Collected data entries:
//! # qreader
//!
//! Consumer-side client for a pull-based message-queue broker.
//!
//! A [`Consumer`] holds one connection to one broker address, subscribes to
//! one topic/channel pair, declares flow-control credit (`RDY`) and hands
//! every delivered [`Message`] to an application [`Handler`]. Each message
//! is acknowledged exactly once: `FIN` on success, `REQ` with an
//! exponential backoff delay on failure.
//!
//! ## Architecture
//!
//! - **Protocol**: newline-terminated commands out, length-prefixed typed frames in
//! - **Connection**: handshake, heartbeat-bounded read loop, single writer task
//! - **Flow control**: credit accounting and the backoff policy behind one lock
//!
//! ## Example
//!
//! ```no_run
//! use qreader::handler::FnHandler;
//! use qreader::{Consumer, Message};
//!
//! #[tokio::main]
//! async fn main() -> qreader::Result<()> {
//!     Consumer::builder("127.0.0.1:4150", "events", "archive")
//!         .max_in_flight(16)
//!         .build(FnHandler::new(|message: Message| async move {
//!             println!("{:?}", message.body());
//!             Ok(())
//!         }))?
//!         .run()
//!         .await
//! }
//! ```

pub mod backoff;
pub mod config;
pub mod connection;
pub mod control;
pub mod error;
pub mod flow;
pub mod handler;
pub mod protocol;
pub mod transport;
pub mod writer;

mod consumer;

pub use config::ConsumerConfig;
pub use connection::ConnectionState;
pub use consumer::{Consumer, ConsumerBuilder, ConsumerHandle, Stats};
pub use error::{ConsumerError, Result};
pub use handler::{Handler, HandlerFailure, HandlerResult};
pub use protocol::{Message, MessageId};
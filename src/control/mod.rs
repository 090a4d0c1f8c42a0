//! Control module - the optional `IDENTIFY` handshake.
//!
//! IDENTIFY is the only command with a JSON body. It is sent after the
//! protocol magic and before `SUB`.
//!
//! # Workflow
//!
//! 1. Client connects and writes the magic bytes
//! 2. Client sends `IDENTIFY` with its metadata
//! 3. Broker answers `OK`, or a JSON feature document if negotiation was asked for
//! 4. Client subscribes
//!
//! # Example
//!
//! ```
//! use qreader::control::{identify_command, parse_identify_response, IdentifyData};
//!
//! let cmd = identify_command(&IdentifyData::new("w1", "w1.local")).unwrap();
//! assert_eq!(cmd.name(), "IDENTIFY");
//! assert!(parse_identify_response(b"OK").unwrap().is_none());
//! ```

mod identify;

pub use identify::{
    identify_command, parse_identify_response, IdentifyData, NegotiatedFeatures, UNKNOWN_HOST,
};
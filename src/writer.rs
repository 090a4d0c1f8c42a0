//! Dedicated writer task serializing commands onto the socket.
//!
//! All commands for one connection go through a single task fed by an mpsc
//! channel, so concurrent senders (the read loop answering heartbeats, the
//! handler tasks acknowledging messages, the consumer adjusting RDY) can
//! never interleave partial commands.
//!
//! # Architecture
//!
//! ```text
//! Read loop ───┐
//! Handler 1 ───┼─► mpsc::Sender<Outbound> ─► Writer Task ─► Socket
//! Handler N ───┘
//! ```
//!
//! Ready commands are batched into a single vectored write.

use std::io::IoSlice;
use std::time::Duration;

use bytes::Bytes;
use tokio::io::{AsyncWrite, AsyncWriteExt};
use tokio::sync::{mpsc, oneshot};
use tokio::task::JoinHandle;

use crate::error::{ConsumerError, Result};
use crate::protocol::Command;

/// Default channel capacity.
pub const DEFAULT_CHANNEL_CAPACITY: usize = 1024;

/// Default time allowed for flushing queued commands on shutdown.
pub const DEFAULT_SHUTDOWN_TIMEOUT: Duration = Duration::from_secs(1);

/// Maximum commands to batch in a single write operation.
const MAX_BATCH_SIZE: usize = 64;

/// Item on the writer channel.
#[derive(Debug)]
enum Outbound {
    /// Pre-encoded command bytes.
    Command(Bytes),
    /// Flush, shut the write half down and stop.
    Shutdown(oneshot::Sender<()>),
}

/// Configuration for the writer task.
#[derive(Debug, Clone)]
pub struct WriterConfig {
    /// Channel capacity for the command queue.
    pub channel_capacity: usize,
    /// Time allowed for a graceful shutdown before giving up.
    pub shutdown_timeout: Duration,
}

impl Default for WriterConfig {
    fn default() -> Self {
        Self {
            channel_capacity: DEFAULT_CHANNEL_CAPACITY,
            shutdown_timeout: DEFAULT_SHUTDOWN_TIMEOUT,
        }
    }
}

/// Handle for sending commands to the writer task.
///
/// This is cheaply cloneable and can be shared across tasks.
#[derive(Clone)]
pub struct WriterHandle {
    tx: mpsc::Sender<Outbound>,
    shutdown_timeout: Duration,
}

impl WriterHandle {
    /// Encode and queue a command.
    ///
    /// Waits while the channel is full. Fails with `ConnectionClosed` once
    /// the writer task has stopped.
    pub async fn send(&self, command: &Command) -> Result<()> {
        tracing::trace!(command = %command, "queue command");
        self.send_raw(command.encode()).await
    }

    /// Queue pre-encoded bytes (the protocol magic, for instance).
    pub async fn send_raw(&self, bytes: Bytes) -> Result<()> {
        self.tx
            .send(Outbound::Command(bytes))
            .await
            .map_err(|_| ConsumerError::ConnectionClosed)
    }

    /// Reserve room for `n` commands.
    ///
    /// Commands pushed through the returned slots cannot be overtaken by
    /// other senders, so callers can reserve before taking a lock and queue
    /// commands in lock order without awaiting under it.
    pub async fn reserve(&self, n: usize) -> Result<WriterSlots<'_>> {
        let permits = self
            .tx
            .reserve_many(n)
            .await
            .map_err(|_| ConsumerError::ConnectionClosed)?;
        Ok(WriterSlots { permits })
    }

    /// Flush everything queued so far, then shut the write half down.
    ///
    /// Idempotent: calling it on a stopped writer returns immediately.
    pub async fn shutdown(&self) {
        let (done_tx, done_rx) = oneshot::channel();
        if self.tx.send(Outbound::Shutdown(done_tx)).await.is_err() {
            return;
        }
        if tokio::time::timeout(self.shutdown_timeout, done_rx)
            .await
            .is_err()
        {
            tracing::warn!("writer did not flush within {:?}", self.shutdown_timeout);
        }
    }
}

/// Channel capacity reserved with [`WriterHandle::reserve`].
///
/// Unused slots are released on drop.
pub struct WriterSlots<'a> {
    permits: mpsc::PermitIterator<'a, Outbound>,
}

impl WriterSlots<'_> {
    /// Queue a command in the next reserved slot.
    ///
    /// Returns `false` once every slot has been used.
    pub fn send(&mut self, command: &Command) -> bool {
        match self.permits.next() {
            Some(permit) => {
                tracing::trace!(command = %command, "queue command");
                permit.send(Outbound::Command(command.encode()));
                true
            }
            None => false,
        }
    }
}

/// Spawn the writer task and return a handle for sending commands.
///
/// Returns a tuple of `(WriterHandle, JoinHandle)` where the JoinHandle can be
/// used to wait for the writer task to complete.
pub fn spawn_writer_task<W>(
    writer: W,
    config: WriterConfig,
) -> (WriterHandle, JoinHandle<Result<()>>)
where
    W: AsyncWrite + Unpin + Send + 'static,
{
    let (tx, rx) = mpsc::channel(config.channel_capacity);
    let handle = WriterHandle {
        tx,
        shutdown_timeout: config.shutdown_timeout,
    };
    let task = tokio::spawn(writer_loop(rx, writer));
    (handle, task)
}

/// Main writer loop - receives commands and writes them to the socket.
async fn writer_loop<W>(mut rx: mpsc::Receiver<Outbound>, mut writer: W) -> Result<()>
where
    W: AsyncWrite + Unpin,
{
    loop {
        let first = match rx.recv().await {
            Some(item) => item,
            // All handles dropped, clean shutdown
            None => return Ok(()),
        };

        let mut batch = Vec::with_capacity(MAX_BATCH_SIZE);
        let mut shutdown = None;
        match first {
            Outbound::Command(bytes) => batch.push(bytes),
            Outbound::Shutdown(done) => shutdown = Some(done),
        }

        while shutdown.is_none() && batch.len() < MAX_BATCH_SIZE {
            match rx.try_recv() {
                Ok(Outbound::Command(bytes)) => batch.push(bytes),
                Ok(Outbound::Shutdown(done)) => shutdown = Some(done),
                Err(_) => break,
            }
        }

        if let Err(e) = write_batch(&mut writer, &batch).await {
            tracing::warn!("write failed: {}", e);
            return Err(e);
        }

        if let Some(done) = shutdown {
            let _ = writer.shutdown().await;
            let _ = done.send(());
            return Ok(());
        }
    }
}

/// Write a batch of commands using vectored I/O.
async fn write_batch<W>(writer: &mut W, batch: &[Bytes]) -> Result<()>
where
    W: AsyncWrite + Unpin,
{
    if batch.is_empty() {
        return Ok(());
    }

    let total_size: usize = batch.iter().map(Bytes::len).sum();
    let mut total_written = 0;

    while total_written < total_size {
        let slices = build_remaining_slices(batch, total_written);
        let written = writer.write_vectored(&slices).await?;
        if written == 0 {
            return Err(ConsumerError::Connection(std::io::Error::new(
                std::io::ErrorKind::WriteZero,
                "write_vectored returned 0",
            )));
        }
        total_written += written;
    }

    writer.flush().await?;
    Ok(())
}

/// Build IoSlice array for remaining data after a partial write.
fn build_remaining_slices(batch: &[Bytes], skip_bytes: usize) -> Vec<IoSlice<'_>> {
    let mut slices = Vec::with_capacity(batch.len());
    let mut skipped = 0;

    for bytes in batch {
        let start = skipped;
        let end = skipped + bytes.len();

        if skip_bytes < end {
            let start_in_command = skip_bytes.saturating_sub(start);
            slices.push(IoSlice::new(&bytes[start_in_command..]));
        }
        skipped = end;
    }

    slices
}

**WHAT THIS TASK INVOLVES:** In the data above, find the line that contains "pub async fn shutdown(&self)" and the line that contains "None => return". Repeat exactly those lines and every line between them, and only those.

**TASK SOLUTION:**
    pub async fn shutdown(&self) {
        let (done_tx, done_rx) = oneshot::channel();
        if self.tx.send(Outbound::Shutdown(done_tx)).await.is_err() {
            return;
        }
        if tokio::time::timeout(self.shutdown_timeout, done_rx)
            .await
            .is_err()
        {
            tracing::warn!("writer did not flush within {:?}", self.shutdown_timeout);
        }
    }
}

/// Channel capacity reserved with [`WriterHandle::reserve`].
///
/// Unused slots are released on drop.
pub struct WriterSlots<'a> {
    permits: mpsc::PermitIterator<'a, Outbound>,
}

impl WriterSlots<'_> {
    /// Queue a command in the next reserved slot.
    ///
    /// Returns `false` once every slot has been used.
    pub fn send(&mut self, command: &Command) -> bool {
        match self.permits.next() {
            Some(permit) => {
                tracing::trace!(command = %command, "queue command");
                permit.send(Outbound::Command(command.encode()));
                true
            }
            None => false,
        }
    }
}

/// Spawn the writer task and return a handle for sending commands.
///
/// Returns a tuple of `(WriterHandle, JoinHandle)` where the JoinHandle can be
/// used to wait for the writer task to complete.
pub fn spawn_writer_task<W>(
    writer: W,
    config: WriterConfig,
) -> (WriterHandle, JoinHandle<Result<()>>)
where
    W: AsyncWrite + Unpin + Send + 'static,
{
    let (tx, rx) = mpsc::channel(config.channel_capacity);
    let handle = WriterHandle {
        tx,
        shutdown_timeout: config.shutdown_timeout,
    };
    let task = tokio::spawn(writer_loop(rx, writer));
    (handle, task)
}

/// Main writer loop - receives commands and writes them to the socket.
async fn writer_loop<W>(mut rx: mpsc::Receiver<Outbound>, mut writer: W) -> Result<()>
where
    W: AsyncWrite + Unpin,
{
    loop {
        let first = match rx.recv().await {
            Some(item) => item,
            // All handles dropped, clean shutdown
            None => return Ok(()),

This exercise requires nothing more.